The new Hattiesburg-Laurel Regional Airport (PIB) opened in July, 1974 and Southern began operating all of its flights from this airport with Douglas DC-9-10 jets with two daily flights operated on round trip routings of Atlanta - Birmingham - Meridian - Hattiesburg/Laurel - New Orleans. There was also one Memphis - Columbus - Meridian - Hattiesburg/Laurel round trip flight.

Southern Airways then merged with North Central Airlines to form Republic Airlines which in turn was continuing to serve the airport in 1979 with Douglas DC-9-10 jets as well as with larger McDonnell Douglas DC-9-50 jets in addition to Convair 580 turboprop aircraft with nonstop and direct one stop DC-9 flights from Atlanta, nonstop Convair 580 flights from New Orleans, direct one stop Convair 580 flights from Memphis, and nonstop DC-9 and Convair 580 flights from Meridian. Also in 1979, Universal Airways, a commuter airline, was operating nonstop service between the airport and New Orleans with three round trip flights every weekday operated with small Beechcraft 99 turboprops. Republic was continuing to provide scheduled passenger service into PIB in the summer of 1984; however, according to its April 28, 1985 route map the airline was no longer serving the airport by this time.
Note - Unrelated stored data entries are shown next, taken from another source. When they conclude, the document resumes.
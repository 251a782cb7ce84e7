// Pipeline orchestrator: runs one job through extract -> transform -> reassemble
//
// Owns the scratch directory lifetime for the job and tracks progress in the
// job registry so observers (CLI progress bar, SSE stream) can follow along.

pub use crate::pipeline::types::ProcessingState;
use crate::error::{PipelineError, PipelineResult};
use crate::pipeline::audio::process_audio;
use crate::pipeline::executor::BatchExecutor;
use crate::pipeline::extract::extract_units;
use crate::pipeline::reassemble::{reassemble, surviving_units};
use crate::pipeline::scheduler::{plan_batches, run_batches};
use crate::pipeline::types::{JobStage, ProgressSnapshot};
use crate::run_artifacts::JobReport;
use crate::run_context::{Job, ScratchDirs};
use crate::video::MediaCodec;
use chrono::Utc;
use std::collections::HashMap;
use std::sync::atomic::Ordering;
use std::sync::{Arc, RwLock};

/// Finished jobs kept around for `/jobs` before the oldest are dropped.
const MAX_RETAINED_JOBS: usize = 64;

// Global registry of known jobs
lazy_static::lazy_static! {
    static ref JOB_REGISTRY: RwLock<HashMap<String, Arc<ProcessingState>>> =
        RwLock::new(HashMap::new());
}

pub fn register_job(state: Arc<ProcessingState>) {
    tracing::info!("Registering job {}", state.job_id);
    if let Ok(mut registry) = JOB_REGISTRY.write() {
        prune_finished(&mut registry);
        registry.insert(state.job_id.clone(), state);
    }
}

pub fn unregister_job(job_id: &str) {
    if let Ok(mut registry) = JOB_REGISTRY.write() {
        registry.remove(job_id);
    }
}

pub fn get_processing_state(job_id: &str) -> Option<Arc<ProcessingState>> {
    JOB_REGISTRY.read().ok()?.get(job_id).cloned()
}

/// Snapshots of every registered job, oldest first.
pub fn list_processing_states() -> Vec<ProgressSnapshot> {
    let Ok(registry) = JOB_REGISTRY.read() else {
        return Vec::new();
    };
    let mut states: Vec<&Arc<ProcessingState>> = registry.values().collect();
    states.sort_by_key(|s| s.start_time);
    states.iter().map(|s| s.snapshot()).collect()
}

fn prune_finished(registry: &mut HashMap<String, Arc<ProcessingState>>) {
    if registry.len() < MAX_RETAINED_JOBS {
        return;
    }
    let mut finished: Vec<(std::time::Instant, String)> = registry
        .values()
        .filter(|s| !s.is_active.load(Ordering::Relaxed))
        .map(|s| (s.start_time, s.job_id.clone()))
        .collect();
    finished.sort();
    let excess = registry.len() + 1 - MAX_RETAINED_JOBS;
    for (_, id) in finished.into_iter().take(excess) {
        registry.remove(&id);
    }
}

/// Run `job` to completion on the calling thread.
///
/// The scratch directories exist only for the duration of this call: they are
/// removed whether the job succeeds, fails, or panics out of a stage. `state`
/// ends in `Done` or `Failed`.
pub fn run_job(
    job: &Job,
    codec: &dyn MediaCodec,
    executor: &dyn BatchExecutor,
    state: &ProcessingState,
) -> PipelineResult<JobReport> {
    match execute_stages(job, codec, executor, state) {
        Ok(report) => {
            state.set_stage(JobStage::Done);
            tracing::info!("Job {}: {}", job.id, report.summary());
            Ok(report)
        }
        Err(e) => {
            tracing::error!("Job {} failed: {}", job.id, e);
            state.fail(e.to_string());
            Err(e)
        }
    }
}

fn execute_stages(
    job: &Job,
    codec: &dyn MediaCodec,
    executor: &dyn BatchExecutor,
    state: &ProcessingState,
) -> PipelineResult<JobReport> {
    // Nothing touches the filesystem until the settings are known good.
    job.config.validate()?;

    state.set_stage(JobStage::Extracting);
    let dirs = ScratchDirs::create(job)?;
    let extraction = extract_units(codec, job, &dirs)?;
    let total = extraction.units.len();
    state.total_units.store(total, Ordering::Relaxed);

    state.set_stage(JobStage::Transforming);
    let batches = plan_batches(
        &extraction.units,
        job.config.batch_size,
        job.config.kind,
        &dirs.frames,
        &dirs.processed,
    );
    tracing::info!(
        "Job {}: {} frames ({}x{}) in {} batches of up to {} on {} workers ({})",
        job.id,
        total,
        extraction.info.width,
        extraction.info.height,
        batches.len(),
        job.config.batch_size,
        job.config.workers,
        job.config.kind
    );
    let reports = run_batches(batches, job.config.workers, executor, state)?;

    let failed_units: Vec<String> = reports
        .iter()
        .flat_map(|r| r.failed().map(|f| f.unit().to_string()))
        .collect();
    let processed = total - failed_units.len();
    tracing::info!("Job {}: processed {}/{} frames", job.id, processed, total);
    if !failed_units.is_empty() {
        tracing::warn!("Job {}: failed frames: {}", job.id, failed_units.join(", "));
    }

    let audio = process_audio(
        codec,
        job.config.audio_policy(),
        extraction.audio.as_deref(),
        &dirs.processed,
    );

    state.set_stage(JobStage::Verifying);
    let survivors = surviving_units(&dirs.processed)?.len();
    if survivors == 0 {
        return Err(PipelineError::NoSurvivingUnits { total });
    }
    if survivors != processed {
        tracing::warn!(
            "Job {}: {} frames reported processed but {} found on disk",
            job.id,
            processed,
            survivors
        );
    }

    state.set_stage(JobStage::Reassembling);
    let frames_encoded = reassemble(
        codec,
        &dirs.processed,
        extraction.fps,
        audio.as_deref(),
        &job.output,
        total,
    )?;

    drop(dirs);

    Ok(JobReport {
        job_id: job.id.clone(),
        processor: job.config.kind.processor_name().to_string(),
        stage: JobStage::Done,
        total_units: total,
        processed_units: processed,
        failed_units,
        fps: Some(extraction.fps),
        frames_encoded,
        output: Some(job.output.clone()),
        audio: audio.is_some(),
        elapsed_ms: state.start_time.elapsed().as_millis(),
        error: None,
        created_at: job.created_at,
        finished_at: Utc::now(),
    })
}
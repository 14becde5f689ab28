use anyhow::{Context, Result};
use clap::{Arg, ArgMatches, Command};
use std::fs::File;
use std::io::{BufReader, BufWriter};
use std::path::Path;
use tracing::info;
use tracing_subscriber::EnvFilter;

use hashtag_graph::{AppConfig, CleanStream, DegreeStream};

fn io_args(command: Command) -> Command {
    command
        .arg(
            Arg::new("input")
                .value_name("INPUT")
                .help("Input file with one JSON post per line")
                .required(true),
        )
        .arg(
            Arg::new("output")
                .value_name("OUTPUT")
                .help("Output file")
                .required(true),
        )
        .arg(
            Arg::new("config")
                .short('c')
                .long("config")
                .value_name("FILE")
                .help("TOML configuration file"),
        )
        .arg(
            Arg::new("verbose")
                .short('v')
                .long("verbose")
                .help("Log every skipped line and window update")
                .action(clap::ArgAction::SetTrue),
        )
}

fn main() -> Result<()> {
    let matches = Command::new("hashtag-graph")
        .version(env!("CARGO_PKG_VERSION"))
        .about("Rolling average degree of a 60-second hashtag co-occurrence graph")
        .subcommand_required(true)
        .arg_required_else_help(true)
        .subcommand(io_args(
            Command::new("average-degree").about("Write the average degree after every post"),
        ))
        .subcommand(io_args(
            Command::new("clean").about("Write cleaned post bodies and count those with unicode"),
        ))
        .get_matches();

    match matches.subcommand() {
        Some(("average-degree", sub_matches)) => {
            let (config, input, output) = prepare(sub_matches)?;
            let mut stream = DegreeStream::new(&config)?;
            stream.run(input, output)?;
        }
        Some(("clean", sub_matches)) => {
            let (config, input, output) = prepare(sub_matches)?;
            let stream = CleanStream::new(&config.text)?;
            stream.run(input, output)?;
        }
        _ => unreachable!("subcommand is required"),
    }

    Ok(())
}

fn prepare(matches: &ArgMatches) -> Result<(AppConfig, BufReader<File>, BufWriter<File>)> {
    init_logging(matches.get_flag("verbose"));

    let config = AppConfig::load(matches.get_one::<String>("config").map(Path::new))?;

    // Both are marked required, clap rejects the call before we get here
    let input_path = matches.get_one::<String>("input").map(String::as_str).unwrap_or_default();
    let output_path = matches.get_one::<String>("output").map(String::as_str).unwrap_or_default();

    let input = File::open(input_path)
        .with_context(|| format!("Failed to open input file: {}", input_path))?;
    let output = File::create(output_path)
        .with_context(|| format!("Failed to create output file: {}", output_path))?;

    info!("Reading {} and writing {}", input_path, output_path);
    Ok((config, BufReader::new(input), BufWriter::new(output)))
}

fn init_logging(verbose: bool) {
    // Output goes to a file, logs go to stderr
    let default_level = if verbose { "debug" } else { "info" };
    let filter = EnvFilter::try_from_default_env().unwrap_or_else(|_| EnvFilter::new(default_level));

    tracing_subscriber::fmt()
        .with_env_filter(filter)
        .with_target(false)
        .with_writer(std::io::stderr)
        .init();
}
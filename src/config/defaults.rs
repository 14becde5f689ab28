/// Default configuration constants for hashtag-graph

// Window defaults
pub const DEFAULT_WINDOW_SECONDS: u64 = 60;
/// Longest window a millisecond-resolution duration can represent
pub const MAX_WINDOW_SECONDS: u64 = (i64::MAX / 1000) as u64;
pub const DEFAULT_PRECISION: u32 = 2;
pub const MAX_PRECISION: u32 = 10;

// Twitter streaming API timestamp, e.g. "Thu Oct 29 17:51:01 +0000 2015"
pub const TWITTER_TIMESTAMP_FORMAT: &str = "%a %b %d %H:%M:%S %z %Y";

// Record fields
pub const CREATED_AT_FIELD: &str = "created_at";
pub const TEXT_FIELD: &str = "text";

/// Top-level keys of non-tweet messages in the streaming API
pub const CONTROL_MESSAGE_KEYS: &[&str] = &[
    "limit",
    "delete",
    "scrub_geo",
    "status_withheld",
    "user_withheld",
    "disconnect",
    "warning",
];

// Cleaning output
pub const UNICODE_SUMMARY_SUFFIX: &str = "tweets contained unicode.";
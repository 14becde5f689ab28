use anyhow::{Context, Result};
use serde::{Deserialize, Serialize};
use std::collections::BTreeMap;
use std::io::{BufRead, Write};
use tracing::{debug, info};

use super::record::{RawPost, RecordParser};
use crate::config::defaults::UNICODE_SUMMARY_SUFFIX;
use crate::config::{AppConfig, EmptyGraphOutput, OutputConfig, TextConfig};
use crate::graph::WindowedTagGraph;
use crate::text::TextCleaner;

/// Counters for one pass over an input stream
#[derive(Debug, Clone, Default, PartialEq, Eq, Serialize, Deserialize)]
pub struct StreamSummary {
    pub lines_read: usize,
    pub records_accepted: usize,
    pub records_skipped: usize,
    pub values_written: usize,
    pub empty_omitted: usize,
    pub with_unicode: usize,
    pub skip_reasons: BTreeMap<String, usize>,
}

impl StreamSummary {
    fn record_skip(&mut self, kind: &str) {
        self.records_skipped += 1;
        *self.skip_reasons.entry(kind.to_string()).or_insert(0) += 1;
    }
}

/// Rolling average degree over a stream of JSON posts, one value per accepted post
pub struct DegreeStream {
    graph: WindowedTagGraph,
    parser: RecordParser,
    output: OutputConfig,
    precision: u32,
    summary: StreamSummary,
}

impl DegreeStream {
    pub fn new(config: &AppConfig) -> Result<Self> {
        Ok(Self {
            graph: WindowedTagGraph::from_config(&config.window),
            parser: RecordParser::new(&config.text)?,
            output: config.output.clone(),
            precision: config.window.precision,
            summary: StreamSummary::default(),
        })
    }

    /// Feed one raw line. Returns the value to emit, or `None` when the line is
    /// skipped or the empty-graph value is omitted.
    pub fn process_line(&mut self, line: &str) -> Option<f64> {
        self.summary.lines_read += 1;

        let record = match self.parser.parse(line) {
            Ok(record) => record,
            Err(e) => {
                debug!("Skipping line {}: {}", self.summary.lines_read, e);
                self.summary.record_skip(e.kind());
                return None;
            }
        };

        self.summary.records_accepted += 1;
        if record.had_unicode {
            self.summary.with_unicode += 1;
        }

        let average = self.graph.ingest(&record.hashtags, record.created_at);
        if self.graph.is_empty() && self.output.empty_graph == EmptyGraphOutput::Omit {
            self.summary.empty_omitted += 1;
            return None;
        }
        Some(average)
    }

    /// Process every line of `reader`, writing one formatted value per line to `writer`
    pub fn run<R: BufRead, W: Write>(&mut self, reader: R, mut writer: W) -> Result<StreamSummary> {
        for line in reader.lines() {
            let line = line.context("Failed to read input line")?;
            if let Some(average) = self.process_line(&line) {
                writeln!(writer, "{}", self.format_value(average))
                    .context("Failed to write average degree")?;
                self.summary.values_written += 1;
            }
        }
        writer.flush().context("Failed to flush output")?;

        let stats = self.graph.stats(self.precision);
        info!(
            "Processed {} lines: {} records, {} skipped, {} values written",
            self.summary.lines_read,
            self.summary.records_accepted,
            self.summary.records_skipped,
            self.summary.values_written
        );
        info!(
            "Final window: {} nodes, {} edges, {} clusters, avg degree {}",
            stats.node_count,
            stats.edge_count,
            self.graph.snapshot().connected_components(),
            stats.average_degree
        );

        Ok(self.summary.clone())
    }

    /// Shortest round-trip form with at least one decimal (`1.0`, `1.67`), or a
    /// fixed number of places when configured
    pub fn format_value(&self, value: f64) -> String {
        match self.output.fixed_precision {
            Some(places) => format!("{:.*}", places, value),
            None => format!("{:?}", value),
        }
    }

    pub fn graph(&self) -> &WindowedTagGraph {
        &self.graph
    }

    pub fn summary(&self) -> &StreamSummary {
        &self.summary
    }
}

/// Writes each post body cleaned, tagged with its raw creation time, followed
/// by a count of bodies that contained unicode
pub struct CleanStream {
    cleaner: TextCleaner,
}

impl CleanStream {
    pub fn new(config: &TextConfig) -> Result<Self> {
        Ok(Self {
            cleaner: TextCleaner::new(config.clone())?,
        })
    }

    pub fn run<R: BufRead, W: Write>(&self, reader: R, mut writer: W) -> Result<StreamSummary> {
        let mut summary = StreamSummary::default();

        for line in reader.lines() {
            let line = line.context("Failed to read input line")?;
            summary.lines_read += 1;

            let post = match RawPost::from_line(&line) {
                Ok(post) => post,
                Err(e) => {
                    debug!("Skipping line {}: {}", summary.lines_read, e);
                    summary.record_skip(e.kind());
                    continue;
                }
            };

            summary.records_accepted += 1;
            let cleaned = self.cleaner.clean(&post.text);
            if cleaned.had_unicode {
                summary.with_unicode += 1;
            }

            writeln!(writer, "{} (timestamp: {})", cleaned.text, post.created_at)
                .context("Failed to write cleaned post")?;
            summary.values_written += 1;
        }

        writeln!(writer)?;
        writeln!(writer, "{} {}", summary.with_unicode, UNICODE_SUMMARY_SUFFIX)?;
        writer.flush().context("Failed to flush output")?;

        info!(
            "Cleaned {} posts, {} contained unicode, {} lines skipped",
            summary.records_accepted, summary.with_unicode, summary.records_skipped
        );
        Ok(summary)
    }
}
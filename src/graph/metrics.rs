use chrono::{DateTime, Utc};
use petgraph::algo::connected_components;
use petgraph::graph::{NodeIndex, UnGraph};
use serde::{Deserialize, Serialize};
use std::collections::HashMap;

use super::{round_to, WindowedTagGraph};

/// Degree statistics of the current window
#[derive(Debug, Clone, PartialEq, Serialize, Deserialize)]
pub struct DegreeStats {
    pub node_count: usize,
    pub edge_count: usize,
    pub min_degree: usize,
    pub max_degree: usize,
    pub average_degree: f64,
}

impl DegreeStats {
    pub fn from_window(graph: &WindowedTagGraph, precision: u32) -> Self {
        let degrees: Vec<usize> = graph.iter().map(|(_, neighbors)| neighbors.len()).collect();
        let total: usize = degrees.iter().sum();

        Self {
            node_count: degrees.len(),
            edge_count: total / 2,
            min_degree: degrees.iter().copied().min().unwrap_or(0),
            max_degree: degrees.iter().copied().max().unwrap_or(0),
            average_degree: if degrees.is_empty() {
                0.0
            } else {
                round_to(total as f64 / degrees.len() as f64, precision)
            },
        }
    }
}

/// Immutable petgraph copy of a window, for analysis outside the hot path
pub struct GraphSnapshot {
    graph: UnGraph<String, DateTime<Utc>>,
    node_map: HashMap<String, NodeIndex>,
}

impl GraphSnapshot {
    pub fn from_window(window: &WindowedTagGraph) -> Self {
        let mut graph = UnGraph::with_capacity(window.node_count(), window.edge_count());
        let mut node_map = HashMap::with_capacity(window.node_count());

        for (tag, _) in window.iter() {
            let idx = graph.add_node(tag.clone());
            node_map.insert(tag.clone(), idx);
        }

        for (source, neighbors) in window.iter() {
            for (target, stamp) in neighbors {
                // One petgraph edge per undirected pair
                if source < target {
                    if let (Some(&a), Some(&b)) = (node_map.get(source), node_map.get(target)) {
                        graph.add_edge(a, b, *stamp);
                    }
                }
            }
        }

        Self { graph, node_map }
    }

    pub fn node_count(&self) -> usize {
        self.graph.node_count()
    }

    pub fn edge_count(&self) -> usize {
        self.graph.edge_count()
    }

    pub fn degree(&self, tag: &str) -> usize {
        self.node_map
            .get(tag)
            .map_or(0, |idx| self.graph.edges(*idx).count())
    }

    /// Number of disconnected hashtag clusters in the window
    pub fn connected_components(&self) -> usize {
        connected_components(&self.graph)
    }

    /// Oldest surviving edge stamp, i.e. the next edge to leave the window
    pub fn oldest_edge(&self) -> Option<DateTime<Utc>> {
        self.graph.edge_weights().min().copied()
    }

    pub fn graph(&self) -> &UnGraph<String, DateTime<Utc>> {
        &self.graph
    }
}

impl WindowedTagGraph {
    pub fn snapshot(&self) -> GraphSnapshot {
        GraphSnapshot::from_window(self)
    }

    pub fn stats(&self, precision: u32) -> DegreeStats {
        DegreeStats::from_window(self, precision)
    }
}
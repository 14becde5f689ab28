pub mod cleaner;
pub mod hashtags;

pub use cleaner::{CleanedText, TextCleaner};
pub use hashtags::HashtagExtractor;
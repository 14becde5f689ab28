use anyhow::Result;
use regex::Regex;

use crate::config::TextConfig;
use crate::graph::HashtagSet;

/// Pulls normalized hashtags out of cleaned post text
pub struct HashtagExtractor {
    lowercase: bool,
    trailing_punctuation_regex: Regex,
    repeated_hash_regex: Regex,
}

impl HashtagExtractor {
    pub fn new(config: &TextConfig) -> Result<Self> {
        Ok(Self {
            lowercase: config.lowercase_hashtags,
            trailing_punctuation_regex: Regex::new(r"\W+$")?,
            repeated_hash_regex: Regex::new(r"#+")?,
        })
    }

    /// Whitespace-separated tokens that start with `#`, with trailing
    /// non-word characters trimmed and `#` runs collapsed.
    pub fn extract(&self, text: &str) -> HashtagSet {
        text.split_whitespace()
            .filter(|token| token.starts_with('#'))
            .filter_map(|token| self.normalize(token))
            .collect()
    }

    /// Normalize a single `#` token. Returns `None` when nothing but `#` remains.
    pub fn normalize(&self, token: &str) -> Option<String> {
        let trimmed = self.trailing_punctuation_regex.replace(token, "");
        let collapsed = self.repeated_hash_regex.replace_all(&trimmed, "#");

        if collapsed.trim_start_matches('#').is_empty() {
            return None;
        }

        Some(if self.lowercase {
            collapsed.to_lowercase()
        } else {
            collapsed.into_owned()
        })
    }
}
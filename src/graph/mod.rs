pub mod metrics;
pub mod window;

// Re-export window graph components
pub use metrics::{DegreeStats, GraphSnapshot};
pub use window::{EvictionPolicy, WindowedTagGraph};

use chrono::{DateTime, Utc};
use indexmap::IndexMap;
use std::collections::BTreeSet;

/// Set of normalized hashtags asserted by a single post
pub type HashtagSet = BTreeSet<String>;

/// Neighbor hashtag mapped to the creation time of the post that last asserted the edge
pub type Adjacency = IndexMap<String, DateTime<Utc>>;

/// Round to a fixed number of decimal places, halves away from zero
pub fn round_to(value: f64, precision: u32) -> f64 {
    let factor = 10f64.powi(precision as i32);
    (value * factor).round() / factor
}

/// Build a hashtag set from anything string-like. Handy for tests and callers
/// that already hold normalized tags.
pub fn hashtag_set<I, S>(tags: I) -> HashtagSet
where
    I: IntoIterator<Item = S>,
    S: Into<String>,
{
    tags.into_iter().map(Into::into).collect()
}
#[cfg(test)]
mod tests {
    use super::*;
    use crate::graph::hashtag_set;
    use chrono::TimeZone;

    fn at(seconds: i64) -> DateTime<Utc> {
        Utc.timestamp_opt(1_446_141_061 + seconds, 0).unwrap()
    }

    fn assert_symmetric(graph: &WindowedTagGraph) {
        for (source, neighbors) in graph.iter() {
            assert!(!neighbors.is_empty(), "{} has no neighbors", source);
            assert!(!neighbors.contains_key(source), "{} loops to itself", source);
            for (target, stamp) in neighbors {
                assert_eq!(graph.edge_timestamp(target, source), Some(*stamp));
            }
        }
    }

    #[test]
    fn test_clique_insertion() {
        let mut graph = WindowedTagGraph::new();
        let tags = hashtag_set(["#A", "#B", "#C"]);

        assert_eq!(graph.insert_clique(&tags, at(0)), 6);
        assert_eq!(graph.half_edge_count(), 6);
        assert_eq!(graph.edge_count(), 3);
        for (a, b) in [("#A", "#B"), ("#A", "#C"), ("#B", "#C")] {
            assert_eq!(graph.edge_timestamp(a, b), Some(at(0)));
            assert_eq!(graph.edge_timestamp(b, a), Some(at(0)));
        }
        assert_symmetric(&graph);
    }

    #[test]
    fn test_singleton_and_empty_insert_nothing() {
        let mut graph = WindowedTagGraph::new();

        assert_eq!(graph.ingest(&hashtag_set(["#Solo"]), at(0)), 0.0);
        assert_eq!(graph.ingest(&HashtagSet::new(), at(1)), 0.0);
        assert!(graph.is_empty());
    }

    #[test]
    fn test_degree_computation() {
        let mut graph = WindowedTagGraph::new();
        graph.ingest(&hashtag_set(["#A", "#B"]), at(0));

        assert_eq!(graph.ingest(&hashtag_set(["#A", "#C"]), at(1)), 1.33);
        assert_eq!(graph.degree("#A"), 2);
        assert_eq!(graph.degree("#B"), 1);
        assert_eq!(graph.degree("#C"), 1);
    }

    #[test]
    fn test_restamping_is_idempotent() {
        let mut graph = WindowedTagGraph::new();
        let tags = hashtag_set(["#A", "#B", "#C"]);

        let first = graph.ingest(&tags, at(5));
        let snapshot: Vec<_> = graph.iter().map(|(k, v)| (k.clone(), v.clone())).collect();
        let second = graph.ingest(&tags, at(5));
        let again: Vec<_> = graph.iter().map(|(k, v)| (k.clone(), v.clone())).collect();

        assert_eq!(first, second);
        assert_eq!(snapshot, again);
    }

    #[test]
    fn test_restamp_keeps_edge_alive() {
        let mut graph = WindowedTagGraph::new();
        graph.ingest(&hashtag_set(["#A", "#B"]), at(0));
        graph.ingest(&hashtag_set(["#A", "#B"]), at(50));

        assert_eq!(graph.ingest(&HashtagSet::new(), at(100)), 1.0);
        assert_eq!(graph.edge_timestamp("#A", "#B"), Some(at(50)));
        assert_eq!(graph.ingest(&HashtagSet::new(), at(110)), 0.0);
    }

    #[test]
    fn test_window_boundary() {
        let mut graph = WindowedTagGraph::new();
        graph.ingest(&hashtag_set(["#A", "#B"]), at(0));

        assert_eq!(graph.ingest(&HashtagSet::new(), at(59)), 1.0);
        assert!(graph.contains_edge("#A", "#B"));

        assert_eq!(graph.ingest(&HashtagSet::new(), at(60)), 0.0);
        assert!(!graph.contains_edge("#A", "#B"));
        assert!(graph.is_empty());
    }

    #[test]
    fn test_truncation_ignores_fractional_seconds() {
        let mut graph = WindowedTagGraph::new();
        graph.ingest(&hashtag_set(["#A", "#B"]), at(0));

        let almost = at(59) + Duration::milliseconds(999);
        assert_eq!(graph.ingest(&HashtagSet::new(), almost), 1.0);
    }

    #[test]
    fn test_eviction_prunes_only_isolated_nodes() {
        let mut graph = WindowedTagGraph::new();
        graph.ingest(&hashtag_set(["#A", "#B"]), at(0));
        graph.ingest(&hashtag_set(["#A", "#C"]), at(30));

        // A-B expires, A stays because of A-C
        assert_eq!(graph.ingest(&HashtagSet::new(), at(65)), 1.0);
        assert!(graph.contains_node("#A"));
        assert!(!graph.contains_node("#B"));
        assert_symmetric(&graph);
    }

    #[test]
    fn test_out_of_order_record_is_not_evicted_by_truncation() {
        let mut graph = WindowedTagGraph::new();
        graph.ingest(&hashtag_set(["#New", "#Edge"]), at(100));

        // Older record: its own edge has age zero, the newer one has negative age
        assert_eq!(graph.ingest(&hashtag_set(["#Old", "#Edge"]), at(10)), 1.33);
        assert!(graph.contains_edge("#New", "#Edge"));
        assert_eq!(graph.watermark(), Some(at(100)));
    }

    #[test]
    fn test_watermark_policy_evicts_late_edges() {
        let mut graph = WindowedTagGraph::with_window(60, EvictionPolicy::Watermark);
        graph.ingest(&hashtag_set(["#New", "#Edge"]), at(100));

        // Late record older than the window relative to the watermark
        assert_eq!(graph.ingest(&hashtag_set(["#Old", "#Late"]), at(10)), 1.0);
        assert!(!graph.contains_node("#Old"));
        assert!(graph.contains_edge("#New", "#Edge"));
    }

    #[test]
    fn test_watermark_policy_counts_fractional_seconds() {
        let mut graph = WindowedTagGraph::with_window(60, EvictionPolicy::Watermark);
        graph.ingest(&hashtag_set(["#A", "#B"]), at(0));

        assert_eq!(graph.ingest(&HashtagSet::new(), at(59) + Duration::milliseconds(999)), 1.0);
        assert_eq!(graph.ingest(&HashtagSet::new(), at(60)), 0.0);
    }

    #[test]
    fn test_seconds_component_wraps() {
        let mut graph = WindowedTagGraph::with_window(60, EvictionPolicy::SecondsComponent);
        graph.ingest(&hashtag_set(["#A", "#B"]), at(100));

        // Negative age wraps to 86399 seconds
        assert_eq!(graph.ingest(&HashtagSet::new(), at(99)), 0.0);

        graph.ingest(&hashtag_set(["#A", "#B"]), at(0));
        // A day and ten seconds later the seconds component is 10
        assert_eq!(graph.ingest(&HashtagSet::new(), at(86_410)), 1.0);
    }

    #[test]
    fn test_seconds_component_wraps_sub_millisecond_negative_age() {
        let mut graph = WindowedTagGraph::with_window(60, EvictionPolicy::SecondsComponent);
        graph.ingest(&hashtag_set(["#A", "#B"]), at(0) + Duration::microseconds(500));

        // -500us floors to -1s, which wraps to 86399
        assert_eq!(graph.ingest(&HashtagSet::new(), at(0)), 0.0);

        let mut truncated = WindowedTagGraph::new();
        truncated.ingest(&hashtag_set(["#A", "#B"]), at(0) + Duration::microseconds(500));
        assert_eq!(truncated.ingest(&HashtagSet::new(), at(0)), 1.0);
    }

    #[test]
    fn test_huge_window_is_clamped() {
        for policy in [EvictionPolicy::Truncated, EvictionPolicy::Watermark, EvictionPolicy::SecondsComponent] {
            let mut graph = WindowedTagGraph::with_window(u64::MAX, policy);
            assert_eq!(graph.window_seconds(), MAX_WINDOW_SECONDS);

            assert_eq!(graph.ingest(&hashtag_set(["#A", "#B"]), at(0)), 1.0);
            assert_eq!(graph.ingest(&HashtagSet::new(), at(86_400 * 365)), 1.0);
        }

        let mut graph = WindowedTagGraph::with_window(100_000_000_000_000_000, EvictionPolicy::Watermark);
        assert_eq!(graph.ingest(&hashtag_set(["#A", "#B"]), at(0)), 1.0);
    }

    #[test]
    fn test_custom_window() {
        let mut graph = WindowedTagGraph::with_window(10, EvictionPolicy::Truncated);
        graph.ingest(&hashtag_set(["#A", "#B"]), at(0));

        assert_eq!(graph.ingest(&HashtagSet::new(), at(9)), 1.0);
        assert_eq!(graph.ingest(&HashtagSet::new(), at(10)), 0.0);
        assert_eq!(graph.window_seconds(), 10);
    }

    #[test]
    fn test_invariants_hold_across_mixed_stream() {
        let mut graph = WindowedTagGraph::new();
        let stream = [
            (vec!["#A", "#B", "#C"], 0),
            (vec!["#C", "#D"], 20),
            (vec![], 45),
            (vec!["#E", "#A"], 70),
            (vec!["#B", "#D", "#E"], 95),
            (vec!["#F"], 130),
        ];

        for (tags, offset) in stream {
            graph.ingest(&hashtag_set(tags), at(offset));
            assert_symmetric(&graph);
            for (_, neighbors) in graph.iter() {
                for stamp in neighbors.values() {
                    assert!((at(offset) - *stamp).num_seconds() < 60);
                }
            }
        }
    }
}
Two regional airlines were serving the airport in late 1989 including the Delta Connection operated by Atlantic Southeast Airlines (ASA) on behalf of Delta Air Lines on a code sharing basis with direct one stop Embraer EMB-120 Brasilia turboprop flights from Atlanta via Meridian, and Northwest Airlink operated by Express Airlines I on behalf of Northwest Airlines on a code sharing basis with direct one stop British Aerospace BAe Jetstream 31 and Saab 340 turboprop flights from Memphis also via Meridian.

By the spring of 1995, Northwest Airlink was the only airline serving the airport with nonstop and direct one stop flights from Memphis as well as nonstop flights from Jackson, Meridian, and Tupelo operated with BAe Jetstream 31 and Saab 340 turboprops.

==Airline and destinations==

| Destinations map |

| Airlines | Destinations |
|---|---|
| United Express | Houston–Intercontinental |

===Statistics===

Top domestic destinations: (May 2024 – April 2025)
| Rank | Airport name | Passengers | Airline |
|---|---|---|---|
| 1 | Houston–Intercontinental | 14,270 | United Express |
| 2 | Meridian | 180 | United Express |

==Non-scheduled and charter service==
With its close proximity to the University of Southern Mississippi, the airport sees numerous charters operated with such jetliners as the Airbus A320 and Boeing 737 transporting teams to and from athletic events.